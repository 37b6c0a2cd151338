//! Format detection and the codecs that turn bytes into [`Node`] trees.
//!
//! A [`Format`] names one of the built-in formats and hands out its codec.
//! A [`FormatRegistry`] picks a codec for a file from its extension, after
//! stripping a trailing `.dist` marker (`app.yaml.dist` is read as YAML).

mod binary;
mod ini;
mod json;
mod properties;
mod toml;
mod xml;
mod yaml;

use std::fmt;
use std::path::Path;
use std::str::FromStr;

use crate::config::{read_file, write_file, ConfigError};
use crate::node::{Mapping, Node};

pub use self::binary::BinaryCodec;
pub use self::ini::IniCodec;
pub use self::json::JsonCodec;
pub use self::properties::PropertiesCodec;
pub use self::toml::TomlCodec;
pub use self::xml::XmlCodec;
pub use self::yaml::YamlCodec;

/// Filename suffix marking a distributable template, skipped during detection.
const DIST_EXTENSION: &str = "dist";

/// Converts raw bytes to a configuration tree and back.
///
/// Implementations declare which extensions they handle; the registry never
/// looks at file contents to decide.
pub trait Codec: Send + Sync + fmt::Debug {
    /// Lowercase extensions (without the dot) this codec accepts.
    fn extensions(&self) -> &[&'static str];

    fn parse(&self, input: &[u8]) -> Result<Node, ConfigError>;

    fn serialize(&self, root: &Mapping, pretty: bool) -> Result<Vec<u8>, ConfigError>;

    /// Name used in error messages.
    fn name(&self) -> &str {
        self.extensions().first().copied().unwrap_or("custom")
    }

    fn parse_str(&self, input: &str) -> Result<Node, ConfigError> {
        self.parse(input.as_bytes())
    }

    fn parse_file(&self, path: &Path) -> Result<Node, ConfigError> {
        let bytes = read_file(path)?;
        self.parse(&bytes).map_err(|e| e.in_file(path))
    }

    /// Serializes `root` into `path`, returning the bytes written.
    fn write_file(&self, root: &Mapping, path: &Path) -> Result<Vec<u8>, ConfigError> {
        let bytes = self.serialize(root, true)?;
        write_file(path, &bytes)?;
        Ok(bytes)
    }
}

/// The built-in formats, one per recognised extension.
#[derive(Debug, Clone, Copy, PartialEq, Eq, Hash)]
#[non_exhaustive]
pub enum Format {
    Ini,
    Json,
    Xml,
    Yaml,
    Yml,
    Properties,
    Toml,
    Serialize,
    Txt,
}

impl Format {
    pub const ALL: [Format; 9] = [
        Format::Ini,
        Format::Json,
        Format::Xml,
        Format::Yaml,
        Format::Yml,
        Format::Properties,
        Format::Toml,
        Format::Serialize,
        Format::Txt,
    ];

    pub fn as_str(self) -> &'static str {
        match self {
            Format::Ini => "ini",
            Format::Json => "json",
            Format::Xml => "xml",
            Format::Yaml => "yaml",
            Format::Yml => "yml",
            Format::Properties => "properties",
            Format::Toml => "toml",
            Format::Serialize => "serialize",
            Format::Txt => "txt",
        }
    }

    /// Returns the shared codec instance for this format.
    pub fn codec(self) -> &'static dyn Codec {
        match self {
            Format::Ini => &IniCodec,
            Format::Json => &JsonCodec,
            Format::Xml => &XmlCodec,
            Format::Yaml | Format::Yml => &YamlCodec,
            Format::Properties => &PropertiesCodec,
            Format::Toml => &TomlCodec,
            Format::Serialize | Format::Txt => &BinaryCodec,
        }
    }

    /// Finds the format named by `extension`, ignoring ASCII case.
    ///
    /// The format's codec must also list the extension as supported.
    pub fn from_extension(extension: &str) -> Option<Format> {
        Format::ALL.into_iter().find(|format| {
            extension.eq_ignore_ascii_case(format.as_str())
                && format.codec().extensions().contains(&format.as_str())
        })
    }
}

impl fmt::Display for Format {
    fn fmt(&self, f: &mut fmt::Formatter<'_>) -> fmt::Result {
        f.write_str(self.as_str())
    }
}

impl FromStr for Format {
    type Err = ConfigError;

    fn from_str(s: &str) -> Result<Self, Self::Err> {
        Format::from_extension(s).ok_or_else(|| ConfigError::UnsupportedFormat(s.to_owned()))
    }
}

/// Derives the format-detection extension of `path`.
///
/// This is the text after the last `.` of the file name, unless that text is
/// `dist`, in which case the segment before it is used instead. A name with no
/// dot yields the whole name.
pub fn extension_of(path: &Path) -> String {
    let name = path
        .file_name()
        .map(|name| name.to_string_lossy())
        .unwrap_or_default();
    let mut parts = name.rsplit('.');
    let extension = parts.next().unwrap_or_default();
    if extension.eq_ignore_ascii_case(DIST_EXTENSION) {
        if let Some(previous) = parts.next() {
            return previous.to_owned();
        }
    }
    extension.to_owned()
}

/// A codec owned by a registry or builder.
#[derive(Debug)]
pub(crate) enum CodecHandle {
    Builtin(&'static dyn Codec),
    Custom(Box<dyn Codec>),
}

impl CodecHandle {
    pub(crate) fn get(&self) -> &dyn Codec {
        match self {
            CodecHandle::Builtin(codec) => *codec,
            CodecHandle::Custom(codec) => codec.as_ref(),
        }
    }
}

/// An ordered set of codecs searched by extension.
///
/// Lookups return the first registered codec that lists the extension, so
/// codecs registered later never shadow earlier ones.
#[derive(Debug)]
pub struct FormatRegistry {
    codecs: Vec<CodecHandle>,
}

impl FormatRegistry {
    /// Creates a registry with no codecs.
    pub fn new() -> Self {
        Self { codecs: Vec::new() }
    }

    /// Creates a registry holding every built-in codec.
    pub fn builtin() -> Self {
        let codecs = [
            Format::Ini,
            Format::Json,
            Format::Xml,
            Format::Yaml,
            Format::Properties,
            Format::Toml,
            Format::Serialize,
        ]
        .into_iter()
        .map(|format| CodecHandle::Builtin(format.codec()))
        .collect();
        Self { codecs }
    }

    /// Appends a codec to the search order.
    pub fn register(&mut self, codec: impl Codec + 'static) -> &mut Self {
        self.codecs.push(CodecHandle::Custom(Box::new(codec)));
        self
    }

    pub fn with_codec(mut self, codec: impl Codec + 'static) -> Self {
        self.register(codec);
        self
    }

    /// Finds the codec for `extension`, ignoring ASCII case.
    pub fn lookup(&self, extension: &str) -> Result<&dyn Codec, ConfigError> {
        self.codecs
            .iter()
            .map(CodecHandle::get)
            .find(|codec| {
                codec
                    .extensions()
                    .iter()
                    .any(|supported| supported.eq_ignore_ascii_case(extension))
            })
            .ok_or_else(|| ConfigError::UnsupportedFormat(extension.to_owned()))
    }

    /// Finds the codec for a file, see [`extension_of`].
    pub fn codec_for_path(&self, path: &Path) -> Result<&dyn Codec, ConfigError> {
        self.lookup(&extension_of(path))
    }
}

impl Default for FormatRegistry {
    fn default() -> Self {
        Self::builtin()
    }
}

/// Unwraps a parsed document into its root mapping.
///
/// Empty documents parse to null and become an empty mapping.
pub(crate) fn into_root(node: Node) -> Result<Mapping, ConfigError> {
    match node {
        Node::Mapping(map) => Ok(map),
        Node::Null => Ok(Mapping::new()),
        other => Err(ConfigError::parse(format!(
            "expected a mapping at the document root, found {}",
            other.kind()
        ))),
    }
}

/// Renders a leaf for the line-oriented formats; containers have no text form.
pub(crate) fn scalar_text(node: &Node) -> Option<String> {
    match node {
        Node::Null => Some(String::new()),
        Node::Bool(b) => Some(b.to_string()),
        Node::Integer(i) => Some(i.to_string()),
        Node::Float(f) => Some(f.to_string()),
        Node::String(s) => Some(s.clone()),
        Node::Sequence(_) | Node::Mapping(_) => None,
    }
}

pub(crate) fn utf8(input: &[u8]) -> Result<&str, ConfigError> {
    std::str::from_utf8(input).map_err(|e| ConfigError::parse_from("input is not valid UTF-8", e))
}

/// 1-based line number of a byte offset.
pub(crate) fn line_at(text: &str, offset: usize) -> usize {
    let end = offset.min(text.len());
    text.as_bytes()[..end].iter().filter(|b| **b == b'\n').count() + 1
}

#[cfg(test)]
mod tests {
    use super::*;

    #[derive(Debug)]
    struct UpperCodec;

    impl Codec for UpperCodec {
        fn extensions(&self) -> &[&'static str] {
            &["upper", "json"]
        }

        fn parse(&self, _input: &[u8]) -> Result<Node, ConfigError> {
            Ok(Node::Null)
        }

        fn serialize(&self, _root: &Mapping, _pretty: bool) -> Result<Vec<u8>, ConfigError> {
            Ok(Vec::new())
        }
    }

    #[test]
    fn test_extension_of_plain_file() {
        assert_eq!(extension_of(Path::new("conf/app.json")), "json");
    }

    #[test]
    fn test_extension_of_strips_dist() {
        assert_eq!(extension_of(Path::new("config.yaml.dist")), "yaml");
        assert_eq!(extension_of(Path::new("/etc/app/config.json.dist")), "json");
    }

    #[test]
    fn test_extension_of_name_without_dot() {
        assert_eq!(extension_of(Path::new("ladadeedee")), "ladadeedee");
    }

    #[test]
    fn test_lookup_dist_file_selects_yaml_codec() {
        let registry = FormatRegistry::builtin();
        let codec = registry.codec_for_path(Path::new("config.yaml.dist")).unwrap();
        assert_eq!(codec.name(), "yaml");
    }

    #[test]
    fn test_lookup_is_case_insensitive() {
        let registry = FormatRegistry::builtin();
        assert_eq!(registry.lookup("JSON").unwrap().name(), "json");
        assert_eq!(registry.lookup("Yml").unwrap().name(), "yaml");
    }

    #[test]
    fn test_lookup_unsupported_names_extension() {
        let registry = FormatRegistry::builtin();
        let err = registry.codec_for_path(Path::new("error.lib")).unwrap_err();
        assert!(matches!(err, ConfigError::UnsupportedFormat(ref ext) if ext == "lib"));
    }

    #[test]
    fn test_first_registered_codec_wins() {
        let registry = FormatRegistry::builtin().with_codec(UpperCodec);
        assert_eq!(registry.lookup("json").unwrap().name(), "json");
        assert_eq!(registry.lookup("upper").unwrap().name(), "upper");
    }

    #[test]
    fn test_empty_registry_supports_nothing() {
        let registry = FormatRegistry::new();
        assert!(matches!(
            registry.lookup("json"),
            Err(ConfigError::UnsupportedFormat(_))
        ));
    }

    #[test]
    fn test_format_from_extension() {
        assert_eq!(Format::from_extension("YML"), Some(Format::Yml));
        assert_eq!(Format::from_extension("txt"), Some(Format::Txt));
        assert_eq!(Format::from_extension("camoo"), None);
        assert_eq!("toml".parse::<Format>().unwrap(), Format::Toml);
    }

    #[test]
    fn test_every_format_is_supported_by_its_codec() {
        for format in Format::ALL {
            assert!(format.codec().extensions().contains(&format.as_str()));
        }
    }

    #[test]
    fn test_into_root_rejects_scalars() {
        assert!(into_root(Node::Null).unwrap().is_empty());
        assert!(matches!(
            into_root(Node::Integer(3)),
            Err(ConfigError::Parse { .. })
        ));
    }
}
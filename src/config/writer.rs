//! Serializing a store back out through a codec.

use std::path::Path;

use tracing::debug;

use crate::format::{extension_of, Codec, Format};

use super::store::Config;
use super::ConfigError;

impl Config {
    /// Serializes the tree with `codec`.
    pub fn write_bytes(&self, codec: &dyn Codec, pretty: bool) -> Result<Vec<u8>, ConfigError> {
        codec.serialize(self.all(), pretty)
    }

    /// Serializes the tree with `codec` as text.
    ///
    /// Fails with [`ConfigError::Serialize`] when the codec's output is not
    /// UTF-8, as with the binary format.
    pub fn write_string(&self, codec: &dyn Codec, pretty: bool) -> Result<String, ConfigError> {
        let bytes = self.write_bytes(codec, pretty)?;
        String::from_utf8(bytes).map_err(|e| ConfigError::serialize(codec.name(), e))
    }

    /// Writes the tree to `path` in the format named by its extension.
    ///
    /// A trailing `.dist` is skipped, so `app.json.dist` is written as JSON.
    /// Returns the bytes written.
    pub fn to_file(&self, path: impl AsRef<Path>) -> Result<Vec<u8>, ConfigError> {
        let path = path.as_ref();
        let extension = extension_of(path);
        let format = Format::from_extension(&extension)
            .ok_or(ConfigError::UnsupportedFormat(extension))?;
        self.to_file_with(path, format.codec())
    }

    /// Writes the tree to `path` with `codec`, whatever the extension.
    pub fn to_file_with(
        &self,
        path: impl AsRef<Path>,
        codec: &dyn Codec,
    ) -> Result<Vec<u8>, ConfigError> {
        let path = path.as_ref();
        let bytes = codec.write_file(self.all(), path)?;
        debug!(path = %path.display(), codec = codec.name(), bytes = bytes.len(), "wrote config file");
        Ok(bytes)
    }
}

#[cfg(test)]
mod tests {
    use super::*;
    use crate::format::{BinaryCodec, JsonCodec, YamlCodec};
    use crate::node::Node;
    use std::fs;

    fn sample() -> Config {
        Config::parse(
            r#"{"name": "dragon", "server": {"port": 8080}, "offset": -1}"#,
            &JsonCodec,
        )
        .unwrap()
    }

    #[test]
    fn test_write_string_round_trips() {
        let config = sample();

        let yaml = config.write_string(&YamlCodec, true).unwrap();
        let reparsed = Config::parse(&yaml, &YamlCodec).unwrap();

        assert_eq!(reparsed.all(), config.all());
    }

    #[test]
    fn test_write_string_rejects_binary_output() {
        let err = sample().write_string(&BinaryCodec, false).unwrap_err();

        assert!(matches!(err, ConfigError::Serialize { .. }));
    }

    #[test]
    fn test_to_file_detects_format() {
        let dir = tempfile::tempdir().unwrap();
        let path = dir.path().join("out.json.dist");

        let written = sample().to_file(&path).unwrap();

        assert_eq!(fs::read(&path).unwrap(), written);
        let mut reloaded = Config::builder().with_file(&path, true).build().unwrap();
        assert_eq!(reloaded.get_or("server.port", 0), Node::Integer(8080));
    }

    #[test]
    fn test_to_file_unknown_extension() {
        let dir = tempfile::tempdir().unwrap();
        let path = dir.path().join("out.camoo");

        let err = sample().to_file(&path).unwrap_err();

        assert!(matches!(err, ConfigError::UnsupportedFormat(ref ext) if ext == "camoo"));
        assert!(!path.exists());
    }

    #[test]
    fn test_to_file_with_overrides_extension() {
        let dir = tempfile::tempdir().unwrap();
        let path = dir.path().join("settings.conf");

        sample().to_file_with(&path, &BinaryCodec).unwrap();

        let reloaded = Config::builder()
            .with_file(&path, true)
            .with_codec(BinaryCodec)
            .build()
            .unwrap();
        assert_eq!(reloaded.all(), sample().all());
    }

    #[test]
    fn test_failed_write_leaves_data_intact() {
        let mut config = sample();

        let err = config.to_file("/nonexistent/dir/out.json").unwrap_err();

        assert!(matches!(err, ConfigError::WriteError { .. }));
        assert_eq!(config.get_or("name", ""), Node::from("dragon"));
    }
}
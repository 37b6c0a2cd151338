use std::path::{Path, PathBuf};

use tracing::debug;

use crate::format::{Codec, CodecHandle, Format, FormatRegistry};
use crate::node::{deep_merge, Mapping};

use super::file::load_file;
use super::source::PathSpec;
use super::store::Config;
use super::ConfigError;

/// The merged result of loading every resolved file.
#[derive(Debug, Clone, PartialEq)]
pub struct Loaded {
    /// Every file merged in order, later files overriding earlier ones.
    pub data: Mapping,
    pub files: Vec<PathBuf>,
    pub loaded: usize,
}

/// Builder for loading configuration from files in any supported format.
///
/// Files are merged in registration order, with later files overriding
/// earlier ones. Nested mappings are merged recursively; other values
/// (including sequences) are replaced entirely.
///
/// The codec for each file is picked from its extension unless one is forced
/// with [`with_format`](Self::with_format) or [`with_codec`](Self::with_codec).
///
/// ## Example
///
/// ```no_run
/// use dragon_cfg::Config;
///
/// let mut config = Config::builder()
///     .with_file("config/default.yaml", true)
///     .with_paths(["config/conf.d", "?config/local.json"])
///     .build()?;
///
/// let port = config.get_or("server.port", 8080);
/// # Ok::<(), dragon_cfg::ConfigError>(())
/// ```
#[derive(Debug, Default)]
#[must_use = "builders do nothing until .load() or .build() is called"]
pub struct ConfigBuilder {
    sources: Vec<PathSpec>,
    codec: Option<CodecHandle>,
    registry: FormatRegistry,
    defaults: Mapping,
}

impl ConfigBuilder {
    pub fn new() -> Self {
        Self::default()
    }

    /// Adds a file or directory to be loaded.
    ///
    /// If `required` is `true`, loading fails if the path doesn't exist.
    /// Optional paths that are missing are skipped.
    pub fn with_file(mut self, path: impl AsRef<Path>, required: bool) -> Self {
        let path = path.as_ref().to_path_buf();
        self.sources.push(if required {
            PathSpec::required(path)
        } else {
            PathSpec::optional(path)
        });
        self
    }

    /// Adds paths using the `?optional` string syntax, see [`PathSpec`].
    pub fn with_paths(mut self, paths: impl Into<PathSpec>) -> Self {
        self.sources.push(paths.into());
        self
    }

    /// Parses every file as `format`, whatever its extension.
    pub fn with_format(mut self, format: Format) -> Self {
        self.codec = Some(CodecHandle::Builtin(format.codec()));
        self
    }

    /// Parses every file with `codec`, whatever its extension.
    pub fn with_codec(mut self, codec: impl Codec + 'static) -> Self {
        self.codec = Some(CodecHandle::Custom(Box::new(codec)));
        self
    }

    /// Replaces the registry used to pick codecs by extension.
    pub fn with_registry(mut self, registry: FormatRegistry) -> Self {
        self.registry = registry;
        self
    }

    /// Sets the values the loaded files are merged over.
    pub fn with_defaults(mut self, defaults: Mapping) -> Self {
        self.defaults = defaults;
        self
    }

    /// Resolves, parses and merges every source without building a store.
    ///
    /// Defaults are not part of the result.
    pub fn load(&self) -> Result<Loaded, ConfigError> {
        let paths = PathSpec::List(self.sources.clone());
        let files = paths.resolve()?;

        let mut data = Mapping::new();
        let mut loaded = 0;
        for path in &files {
            let codec = match &self.codec {
                Some(handle) => handle.get(),
                None => self.registry.codec_for_path(path)?,
            };
            let table = load_file(path, codec)?;
            debug!(path = %path.display(), codec = codec.name(), "loaded config file");
            deep_merge(&mut data, table);
            loaded += 1;
        }

        if loaded == 0 {
            return Err(ConfigError::EmptyDirectory(paths.to_string()));
        }

        Ok(Loaded {
            data,
            files,
            loaded,
        })
    }

    /// Loads every source and wraps the result, merged over the defaults.
    pub fn build(self) -> Result<Config, ConfigError> {
        let loaded = self.load()?;
        Ok(Config::from_loaded(self.defaults, loaded))
    }
}
use dragon_cfg::{Config, Format};
use serde::Deserialize;
use tracing_subscriber::{EnvFilter, FmtSubscriber};

#[derive(Debug, Deserialize)]
struct DatabaseSection {
    host: String,
    port: u16,
}

fn main() -> Result<(), Box<dyn std::error::Error>> {
    let subscriber = FmtSubscriber::builder()
        .with_env_filter(EnvFilter::from_default_env())
        .with_writer(std::io::stderr)
        .finish();
    tracing::subscriber::set_global_default(subscriber)?;

    // dev.json is optional, copy dev.json.dist to override the defaults
    let mut config = Config::load(["demos/default.yaml", "?demos/dev.json"])?;

    println!("Loaded: {:?}", config.files());
    println!("App: {}", config.get_or("app.name", "unnamed").as_str().unwrap_or_default());

    let database: Option<DatabaseSection> = config.get_as("database")?;
    if let Some(database) = database {
        println!("Database: {}:{}", database.host, database.port);
    }

    config.set("app.debug", true);
    println!("{}", config.write_string(Format::Toml.codec(), true)?);

    Ok(())
}
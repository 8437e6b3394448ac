//! Availability state for the current (glamp, check-in, check-out) triple.
//!
//! Replies are matched to requests through a monotonically increasing
//! sequence number. The number moves on every issued request *and* on every
//! edit of the triple, so a reply is applied only when nothing happened
//! since its request was issued. In-flight requests are never cancelled;
//! their replies are dropped when they come back stale.

#[derive(Clone, Debug, Default, PartialEq, Eq)]
pub enum AvailabilityResult {
    /// Not checked yet, check in progress, or the check was inconclusive.
    /// Submission is allowed; the backend has the final word.
    #[default]
    Unknown,
    Available,
    /// The dates are taken; submission is blocked until the triple changes.
    Unavailable(Option<String>),
}

impl AvailabilityResult {
    pub fn is_unavailable(&self) -> bool {
        matches!(self, Self::Unavailable(_))
    }
}

/// What the availability endpoint said about one request.
#[derive(Clone, Debug, PartialEq, Eq)]
pub enum AvailabilityReply {
    Available,
    Unavailable(Option<String>),
    /// The query itself was refused (e.g. malformed dates). Says nothing
    /// about the dates being taken.
    Rejected(String),
    /// The endpoint could not be reached or answered garbage.
    Unreachable(String),
}

/// A non-blocking problem worth showing next to the form.
#[derive(Clone, Debug, PartialEq, Eq)]
pub enum AvailabilityNotice {
    Rejected(String),
    Unreachable(String),
}

/// Monotonic request counter.
#[derive(Clone, Copy, Debug, Default, PartialEq, Eq)]
pub struct RequestSequence(u64);

impl RequestSequence {
    /// Moves to a fresh number, making every earlier number stale.
    pub fn advance(&mut self) -> u64 {
        self.0 = self.0.wrapping_add(1);
        self.0
    }

    pub fn current(&self) -> u64 {
        self.0
    }

    pub fn is_current(&self, seq: u64) -> bool {
        self.0 == seq
    }
}

/// Whether a reply was applied or dropped as stale.
#[derive(Clone, Copy, Debug, PartialEq, Eq)]
pub enum Applied {
    Current,
    Stale,
}

#[derive(Clone, Debug, Default)]
pub struct AvailabilityState {
    result: AvailabilityResult,
    checking: bool,
    notice: Option<AvailabilityNotice>,
    sequence: RequestSequence,
}

impl AvailabilityState {
    pub fn result(&self) -> &AvailabilityResult {
        &self.result
    }

    /// `true` while the latest request has not come back yet.
    pub fn is_checking(&self) -> bool {
        self.checking
    }

    pub fn notice(&self) -> Option<&AvailabilityNotice> {
        self.notice.as_ref()
    }

    pub fn sequence(&self) -> u64 {
        self.sequence.current()
    }

    /// The triple changed: forget everything known about the previous one.
    ///
    /// Returns the sequence number a debounce timer should carry; the timer
    /// is still due only if the number is current when it fires.
    pub fn invalidate(&mut self) -> u64 {
        self.result = AvailabilityResult::Unknown;
        self.checking = false;
        self.notice = None;
        self.sequence.advance()
    }

    pub fn is_current(&self, seq: u64) -> bool {
        self.sequence.is_current(seq)
    }

    /// Starts a request and returns its identity.
    pub fn begin(&mut self) -> u64 {
        self.checking = true;
        self.notice = None;
        self.sequence.advance()
    }

    /// Applies a reply if `seq` is still the latest request.
    ///
    /// Only `Unavailable` can block submission. Rejected and unreachable
    /// checks leave the result `Unknown` and raise a notice instead.
    pub fn apply(&mut self, seq: u64, reply: AvailabilityReply) -> Applied {
        if !self.sequence.is_current(seq) {
            return Applied::Stale;
        }

        self.checking = false;
        match reply {
            AvailabilityReply::Available => {
                self.result = AvailabilityResult::Available;
            }
            AvailabilityReply::Unavailable(reason) => {
                self.result = AvailabilityResult::Unavailable(reason);
            }
            AvailabilityReply::Rejected(message) => {
                self.result = AvailabilityResult::Unknown;
                self.notice = Some(AvailabilityNotice::Rejected(message));
            }
            AvailabilityReply::Unreachable(message) => {
                self.result = AvailabilityResult::Unknown;
                self.notice = Some(AvailabilityNotice::Unreachable(message));
            }
        }
        Applied::Current
    }
}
=-=-=
From the data above, how many lines contain the word "until"? Give the number alone.

Result of the task. 2